Вскоре, обнаженный до пояса, Селифон мылся, согнувшись над тазом, а Марина из кувшина поливала ему на потную черную голову, на красную, загорелую шею холодную, приятную обжигающую воду.

— Мама! Мамочка! — блаженно вскрикивал Селифон, приплясывая у таза.

«Большое и страшное всегда начинается с малого: сегодня не приехал обедать, завтра — ужинать, послезавтра — ночевать…» — думала Марина.

Она старалась изменить себя, пыталась внимательно следить за каждым своим словом, чтоб не затевать участившихся за последнее время ссор с мужем.

«Но я же никогда, никогда без причины не начинаю. Разве я виновата, что мне тогда так показалось…»

Даже сама с собой Марина не хотела вспоминать о том, что приревновала Селифона к Марфе Даниловне.

Она сидела у стола, уронив голову на сцепленные руки.

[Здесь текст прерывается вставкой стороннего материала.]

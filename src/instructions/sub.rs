//! Implements SUB and SUBS: register forms, the immediate form, the SP adjustment and the wide
//! T4 immediate encoding.

use super::{add, pair, half, Code, EncodeError, Ins, Registry, Scope};
use crate::args::{any_reg, lo, sp, ImmPattern};

pub fn register(registry: &mut Registry) {
    registry.def(
        &["SUBS", "SUB"],
        vec![lo().into(), lo().into(), lo().into()],
        2,
        add::sub_reg3,
    );
    registry.def(&["SUBS", "SUB"], vec![lo().into(), lo().into()], 2, add::sub_reg2);
    registry.def(
        &["SUBS", "SUB"],
        vec![lo().into(), ImmPattern::bits(8).positive().into()],
        2,
        sub_imm8,
    );
    registry.def(
        &["SUB"],
        vec![sp().into(), sp().into(), ImmPattern::bits(9).positive().lsl(2).into()],
        2,
        sub_sp,
    );
    registry.def(
        &["SUB.W", "SUB"],
        vec![any_reg().into(), any_reg().into(), ImmPattern::bits(12).positive().into()],
        4,
        sub_w,
    );
}

fn sub_imm8(ins: &Ins, _scope: &Scope) -> Result<Code, EncodeError> {
    Ok(half(0b00111 << 11 | ins.reg(0) << 8 | ins.uimm(1)))
}

fn sub_sp(ins: &Ins, _scope: &Scope) -> Result<Code, EncodeError> {
    Ok(half(0b101100001 << 7 | ins.uimm(2) >> 2))
}

/// T4 (SUBW): a plain 12-bit immediate split over i:imm3:imm8.
fn sub_w(ins: &Ins, _scope: &Scope) -> Result<Code, EncodeError> {
    let imm = ins.uimm(2);
    Ok(pair(
        0b11110 << 11 | (imm >> 11 & 1) << 10 | 0b101010 << 4 | ins.reg(1),
        (imm >> 8 & 7) << 12 | ins.reg(0) << 8 | (imm & 0xff),
    ))
}

#[cfg(test)]
mod tests {
    use crate::instructions::testing::assemble;

    #[test]
    fn test_sub_imm8() {
        assert_eq!(assemble("SUBS R0, 1"), hex::decode("0138").unwrap());
    }

    #[test]
    fn test_sub_reg() {
        assert_eq!(assemble("SUBS R3, R0, R2"), hex::decode("833a").unwrap());
        assert_eq!(assemble("SUB R1, R7"), hex::decode("c91b").unwrap());
    }

    #[test]
    fn test_sub_sp() {
        assert_eq!(assemble("SUB SP, SP, 8"), hex::decode("82b0").unwrap());
    }

    #[test]
    fn test_sub_wide() {
        assert_eq!(assemble("SUB R2, R0, 8"), hex::decode("a0f20802").unwrap());
        assert_eq!(assemble("SUB.W R1, SP, 0x104"), hex::decode("adf20411").unwrap());
    }
}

Вечер давно перешел в ночь, но Марина не зажигала огня: в темноте лучше думалось, горше казалась обида, острей боль.

— Занят. Допустим, можно не приехать к обеду, опоздать к ужину, а почему ты чуть не каждый вечер пропадаешь у Дымовых?! — вслух сказала Марина и сама испугалась хриплого, сдавленного своего голоса.

«Конечно, Анна Васильевна женщина и красивая, и высокообразованная…» — Губы Марины обиженно скривились.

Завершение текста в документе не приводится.